Psalm 59: Prowling Dogs Around the House
For the choirmaster. To the tune of "Do Not Destroy." A Miktam of David, when Saul sent men to watch his house in order to kill him.
By Bea Zalel
Psalm 59
For the choirmaster. To the tune of "Do Not Destroy." A Miktam of David, when Saul sent men to watch his house in order to kill him.
- Deliver me from my enemies, O my God; protect me from those who rise against me.
- Deliver me from workers of iniquity, and save me from men of bloodshed.
- See how they lie in wait for me. Fierce men conspire against me for no transgression or sin of my own, O LORD.
- For no fault of my own, they move swiftly to attack me. Arise to help me, and take notice.
- O LORD God of Hosts, the God of Israel, rouse Yourself to punish all the nations; show no mercy to the wicked traitors. Selah
- They return in the evening, snarling like dogs and prowling around the city.

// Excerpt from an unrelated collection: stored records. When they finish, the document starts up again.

use std::ops::Range;

use crate::core::{ImageSize, TileOffset};
use crate::error::{MosaicError, MosaicResult};

/// Splits `len` items into consecutive rows of at most `per_row` items.
pub fn split_rows(len: usize, per_row: usize) -> MosaicResult<Vec<Range<usize>>> {
    if per_row == 0 {
        return Err(MosaicError::InvalidData(
            "images per bar row must be > 0".to_owned(),
        ));
    }

    Ok((0..len)
        .step_by(per_row)
        .map(|start| start..(start + per_row).min(len))
        .collect())
}

/// Pixel geometry for an image bar plot.
///
/// Groups are stacked bottom-up in the given order. Inside a group each row of
/// at most `per_row` tiles sits above the previous one, one tile of margin is
/// kept on the left, and consecutive groups are separated by one tile height.
#[derive(Debug, Clone, PartialEq)]
pub struct BarLayout {
    canvas: ImageSize,
    placements: Vec<Vec<TileOffset>>,
    ticks: Vec<f64>,
}

impl BarLayout {
    pub fn new(group_sizes: &[usize], tile: ImageSize, per_row: usize) -> MosaicResult<Self> {
        if !tile.is_valid() {
            return Err(MosaicError::InvalidData(format!(
                "tile size must be > 0, got {tile}"
            )));
        }
        if group_sizes.iter().sum::<usize>() == 0 {
            return Err(MosaicError::NoImages);
        }

        let w = u64::from(tile.width);
        let h = u64::from(tile.height);

        // (left, bottom) in a y-up frame; flipped once the height is known
        let mut raw: Vec<Vec<(u64, u64)>> = Vec::with_capacity(group_sizes.len());
        let mut centers = Vec::with_capacity(group_sizes.len());
        let mut cursor = 0u64;
        let mut max_right = 0u64;

        for (group_index, &size) in group_sizes.iter().enumerate() {
            let group_start = cursor;
            let mut group = Vec::with_capacity(size);
            for row in split_rows(size, per_row)? {
                for column in 0..row.len() as u64 {
                    let left = w * (column + 1);
                    max_right = max_right.max(left + w);
                    group.push((left, cursor));
                }
                cursor += h;
            }
            centers.push((group_start + cursor) as f64 / 2.0);
            raw.push(group);

            if group_index + 1 < group_sizes.len() {
                cursor += h;
            }
        }

        let height = cursor;
        let width = (max_right as f64 * 1.1).ceil() as u64;
        let canvas = ImageSize::new(to_px(width)?, to_px(height)?);

        let placements = raw
            .into_iter()
            .map(|group| {
                group
                    .into_iter()
                    .map(|(left, bottom)| {
                        Ok(TileOffset::new(to_px(left)?, to_px(height - bottom - h)?))
                    })
                    .collect::<MosaicResult<Vec<_>>>()
            })
            .collect::<MosaicResult<Vec<_>>>()?;
        let ticks = centers
            .into_iter()
            .map(|center| height as f64 - center)
            .collect();

        Ok(Self {
            canvas,
            placements,
            ticks,
        })
    }

    #[must_use]
    pub fn canvas_size(&self) -> ImageSize {
        self.canvas
    }

    /// Tile offsets per group, in the order images were supplied.
    #[must_use]
    pub fn placements(&self) -> &[Vec<TileOffset>] {
        &self.placements
    }

    /// Vertical centre of each group in canvas pixels from the top.
    #[must_use]
    pub fn ticks(&self) -> &[f64] {
        &self.ticks
    }
}

fn to_px(value: u64) -> MosaicResult<u32> {
    u32::try_from(value)
        .map_err(|_| MosaicError::InvalidData(format!("bar plot extent {value} overflows")))
}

- See what they spew from their mouths— sharp words from their lips: “For who can hear us?”
- But You, O LORD, laugh at them; You scoff at all the nations.
- I will keep watch for You, O my strength, because You, O God, are my fortress.
- My God of loving devotion will come to meet me; God will let me stare down my foes.
- Do not kill them, or my people will forget. Scatter them by Your power, and bring them down, O Lord, our shield.
- By the sins of their mouths and the words of their lips, let them be trapped in their pride, in the curses and lies they utter.
- Consume them in wrath; consume them till they are no more, so it may be known to the ends of the earth that God rules over Jacob. Selah
- They return in the evening, snarling like dogs and prowling around the city.
- They scavenge for food, and growl if they are not satisfied.
- But I will sing of Your strength and proclaim Your loving devotion in the morning. For You are my fortress, my refuge in times of trouble.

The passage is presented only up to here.